PyCall.jl
PyCall.jl copied to clipboard
Numpy r_ / c_ / ix_ issues
The handy numpy convenience "methods" r_ / c_ / ix_ (using bracket syntax) don't work as expected:
julia> using PyCall; @pyimport numpy as np
julia> np.r_[1, 3, 5]
3-element Array{Int32,1}:
0
2
4
This should return a numpy array with [1, 3, 5] as elements (see bottom for Python example)

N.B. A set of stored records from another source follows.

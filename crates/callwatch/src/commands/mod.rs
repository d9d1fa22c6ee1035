//! Command dispatch: bridges CLI args -> backend/monitor -> output formatting.

pub mod config_cmd;
pub mod health;
pub mod list;
pub mod report;
pub mod util;
pub mod watch;

use callwatch_core::FeedConfig;

use crate::cli::{Command, GlobalOpts};
use crate::error::CliError;

/// Dispatch a backend-bound command to the appropriate handler.
pub async fn dispatch(
    cmd: Command,
    feed: FeedConfig,
    global: &GlobalOpts,
) -> Result<(), CliError> {
    match cmd {
        Command::List(args) => list::handle(&feed, &args, global).await,
        Command::Watch(args) => watch::handle(feed, args, global).await,
        Command::Report(args) => report::handle(&feed, args, global).await,
        Command::Health => health::handle(&feed, global).await,
        // Config and Completions are handled before dispatch
        Command::Config(_) | Command::Completions(_) => Ok(()),
    }
}
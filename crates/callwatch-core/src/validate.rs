// ── Defensive shape checks ──
//
// Nothing here blocks ingestion. The connection manager logs failures and
// keeps the call; these checks exist for diagnostics and for callers that
// handle untrusted JSON directly.

use serde_json::Value;

use crate::error::CoreError;
use crate::model::{EmergencyCall, Urgency, parse_timestamp};

/// Check a domain call for values the rest of the system cannot render.
pub fn validate_call(call: &EmergencyCall) -> Result<(), CoreError> {
    if call.id.trim().is_empty() {
        return Err(invalid("empty id"));
    }
    let (latitude, longitude) = (call.location.latitude, call.location.longitude);
    if !latitude.is_finite() || !(-90.0..=90.0).contains(&latitude) {
        return Err(invalid(format!("call {}: latitude {latitude} out of range", call.id)));
    }
    if !longitude.is_finite() || !(-180.0..=180.0).contains(&longitude) {
        return Err(invalid(format!(
            "call {}: longitude {longitude} out of range",
            call.id
        )));
    }
    if parse_timestamp(&call.timestamp).is_none() {
        return Err(invalid(format!(
            "call {}: unparseable timestamp {:?}",
            call.id, call.timestamp
        )));
    }
    Ok(())
}

/// Does this JSON value have the shape of an [`EmergencyCall`]?
pub fn is_valid_emergency_call(value: &Value) -> bool {
    let Some(obj) = value.as_object() else {
        return false;
    };

    let id_ok = obj.get("id").and_then(Value::as_str).is_some();
    let urgency_ok = obj
        .get("urgency")
        .and_then(Value::as_str)
        .is_some_and(|u| u.parse::<Urgency>().is_ok());
    let timestamp_ok = obj.get("timestamp").and_then(Value::as_str).is_some();
    let description_ok = obj.get("description").and_then(Value::as_str).is_some();
    let location_ok = obj.get("location").and_then(Value::as_object).is_some_and(|loc| {
        loc.get("latitude").is_some_and(Value::is_number)
            && loc.get("longitude").is_some_and(Value::is_number)
            && loc
                .get("address")
                .is_none_or(|a| a.is_null() || a.is_string())
    });

    id_ok && urgency_ok && timestamp_ok && description_ok && location_ok
}

fn invalid(message: impl Into<String>) -> CoreError {
    CoreError::Validation {
        message: message.into(),
    }
}
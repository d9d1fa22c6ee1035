//! `health`: backend liveness.

use owo_colors::OwoColorize;

use callwatch_core::FeedConfig;

use crate::cli::GlobalOpts;
use crate::error::CliError;
use crate::output;

pub async fn handle(feed: &FeedConfig, global: &GlobalOpts) -> Result<(), CliError> {
    let client = feed.client()?;
    let health = client
        .health()
        .await
        .map_err(|e| CliError::from_api(e, client.base_url()))?;

    let color = output::should_color(global.color);
    let out = output::render_single(
        global.output,
        &health,
        |h| {
            let status = if color && h.is_healthy() {
                h.status.green().to_string()
            } else if color {
                h.status.red().to_string()
            } else {
                h.status.clone()
            };
            match h.message {
                Some(ref message) => format!("{status} ({}): {message}", client.base_url()),
                None => format!("{status} ({})", client.base_url()),
            }
        },
        |h| h.status.clone(),
    )?;
    output::print_output(&out, global.quiet);

    if health.is_healthy() {
        Ok(())
    } else {
        Err(CliError::Unhealthy {
            status: health.status,
            message: health.message.unwrap_or_default(),
        })
    }
}
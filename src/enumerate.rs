//! Unit enumeration: walk a root file or folder, applying wildcards and
//! the recursive-subfolder flag.

use regex::Regex;
use std::path::{Path, PathBuf};

use crate::error::{ConfigError, VfsError};
use crate::vfs::{CandidateEntry, Vfs};

/// Compile a configured wildcard into an anchored regex, matching the
/// whole name the way the step configuration expects.
pub fn compile_wildcard(pattern: &str) -> Result<Regex, ConfigError> {
    Regex::new(&format!("^(?:{pattern})$")).map_err(|source| ConfigError::InvalidWildcard {
        pattern: pattern.to_string(),
        source,
    })
}

/// True when `entry` passes the include/exclude pair, matched against
/// the full member path. An unset include admits everything; an unset
/// exclude rejects nothing.
pub fn member_selected(
    entry: &CandidateEntry,
    include: Option<&Regex>,
    exclude: Option<&Regex>,
) -> bool {
    let name = entry.path.to_string_lossy();
    let included = include.map_or(true, |re| re.is_match(&name));
    let excluded = exclude.is_some_and(|re| re.is_match(&name));
    included && !excluded
}

/// Traversal knobs for one unit.
pub struct EnumerateOptions<'a> {
    pub include_subfolders: bool,
    /// Base-name filter for files found inside a folder unit.
    pub source_wildcard: Option<&'a Regex>,
    /// Yield empty folders as entries themselves, so they survive a
    /// relocation. Only honored when descending into subfolders and no
    /// wildcard is set.
    pub propagate_folders: bool,
}

/// Lazy, single-pass walk over one unit root. A root that is a plain
/// file is yielded directly; a folder root yields matching children,
/// descending only when `include_subfolders` is set.
pub struct Enumerator<'a> {
    vfs: &'a dyn Vfs,
    options: EnumerateOptions<'a>,
    /// Entries ready to yield, in reverse order.
    ready: Vec<CandidateEntry>,
    /// Folders still to list.
    folders: Vec<PathBuf>,
}

impl<'a> Enumerator<'a> {
    pub fn new(
        vfs: &'a dyn Vfs,
        root: &Path,
        options: EnumerateOptions<'a>,
    ) -> Result<Self, VfsError> {
        let meta = vfs
            .metadata(root)?
            .ok_or_else(|| VfsError::not_found(root))?;

        let mut ready = Vec::new();
        let mut folders = Vec::new();
        if meta.is_folder {
            folders.push(root.to_path_buf());
        } else {
            ready.push(meta);
        }

        Ok(Self {
            vfs,
            options,
            ready,
            folders,
        })
    }

    fn file_matches(&self, entry: &CandidateEntry) -> bool {
        match self.options.source_wildcard {
            Some(wildcard) => entry
                .path
                .file_name()
                .map(|name| wildcard.is_match(&name.to_string_lossy()))
                .unwrap_or(false),
            None => true,
        }
    }

    fn list_next_folder(&mut self) -> Option<Result<(), VfsError>> {
        let folder = self.folders.pop()?;
        let children = match self.vfs.list_dir(&folder) {
            Ok(children) => children,
            Err(err) => return Some(Err(err)),
        };

        // Children arrive sorted; reverse so Vec::pop yields them in order.
        for child in children.into_iter().rev() {
            if child.is_folder {
                if self.options.include_subfolders {
                    // An empty folder is yielded as an entry of its
                    // own; a non-empty one is only descended into.
                    if self.options.propagate_folders && self.options.source_wildcard.is_none() {
                        match self.vfs.list_dir(&child.path) {
                            Ok(grandchildren) if grandchildren.is_empty() => {
                                self.ready.push(child);
                                continue;
                            }
                            Ok(_) => {}
                            Err(err) => return Some(Err(err)),
                        }
                    }
                    self.folders.push(child.path.clone());
                }
            } else if self.file_matches(&child) {
                self.ready.push(child);
            }
        }
        Some(Ok(()))
    }
}

impl Iterator for Enumerator<'_> {
    type Item = Result<CandidateEntry, VfsError>;

    fn next(&mut self) -> Option<Self::Item> {
        loop {
            if let Some(entry) = self.ready.pop() {
                return Some(Ok(entry));
            }
            match self.list_next_folder() {
                None => return None,
                Some(Err(err)) => return Some(Err(err)),
                Some(Ok(())) => {}
            }
        }
    }
}
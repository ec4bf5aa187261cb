//! filebatch - batch file-operation engine for workflow steps
//!
//! This crate implements the shared core of bulk file-processing steps:
//! wildcard-driven enumeration over files and archive members, a
//! conflict-resolution policy for existing destinations, timestamp-based
//! destination naming, per-unit post-actions, and a batch-level
//! success/failure state machine with early termination.
//!
//! The surrounding job engine supplies the configuration, the previous
//! step's rows, and a cooperative stop flag; everything file-system
//! shaped goes through the [`vfs::Vfs`] collaborator.

pub mod config;
pub mod conflict;
pub mod enumerate;
pub mod error;
pub mod naming;
pub mod post_action;
pub mod runner;
pub mod vfs;

pub use config::{
    BatchConfig, ConflictPolicy, MoveConflictPolicy, NamingOptions, Operation, PostActionKind,
    SourceUnit, StepArgs, SuccessCondition,
};
pub use error::{ConfigError, VfsError};
pub use runner::{run_batch, BatchResult, BatchRunner, Counters, SuccessEvaluator};
pub use vfs::{CandidateEntry, LocalVfs, Vfs};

Also, the following typical r_ usage gives an error:
julia> np.r_[1:3]
ERROR: MethodError: no method matching getindex(::PyObject, ::UnitRange{Int64})
Closest candidates are:
getindex(::PyObject, ::T) where T<:Union{AbstractString, Symbol} at C:\Users\joerg\.julia\packages\PyCall\BcTLp\src\PyCall.jl:337
getindex(::PyObject, ::Integer) at deprecated.jl:70
getindex(::PyObject, ::Integer, ::Integer) at deprecated.jl:70
...
Stacktrace:
[1] top-level scope at REPL[35]:1
Version information:
julia> using Pkg; Pkg.installed()["PyCall"]
v"1.92.1"
julia> using PyCall; @pyimport numpy as np
julia> np.__version__
"1.19.1"
julia> versioninfo()
Julia Version 1.5.2
Commit 539f3ce943 (2020-09-23 23:17 UTC)
Platform Info:
OS: Windows (x86_64-w64-mingw32)
CPU: Intel(R) Core(TM) i7-9700 CPU @ 3.00GHz
WORD_SIZE: 64
LIBM: libopenlibm
LLVM: libLLVM-9.0.1 (ORCJIT, skylake)
Same in Python:
In [3]: np.r_[1, 3, 5]
Out[3]: array([1, 3, 5], dtype=int32)
In [4]: np.r_[1:3]
Out[4]: array([1, 2])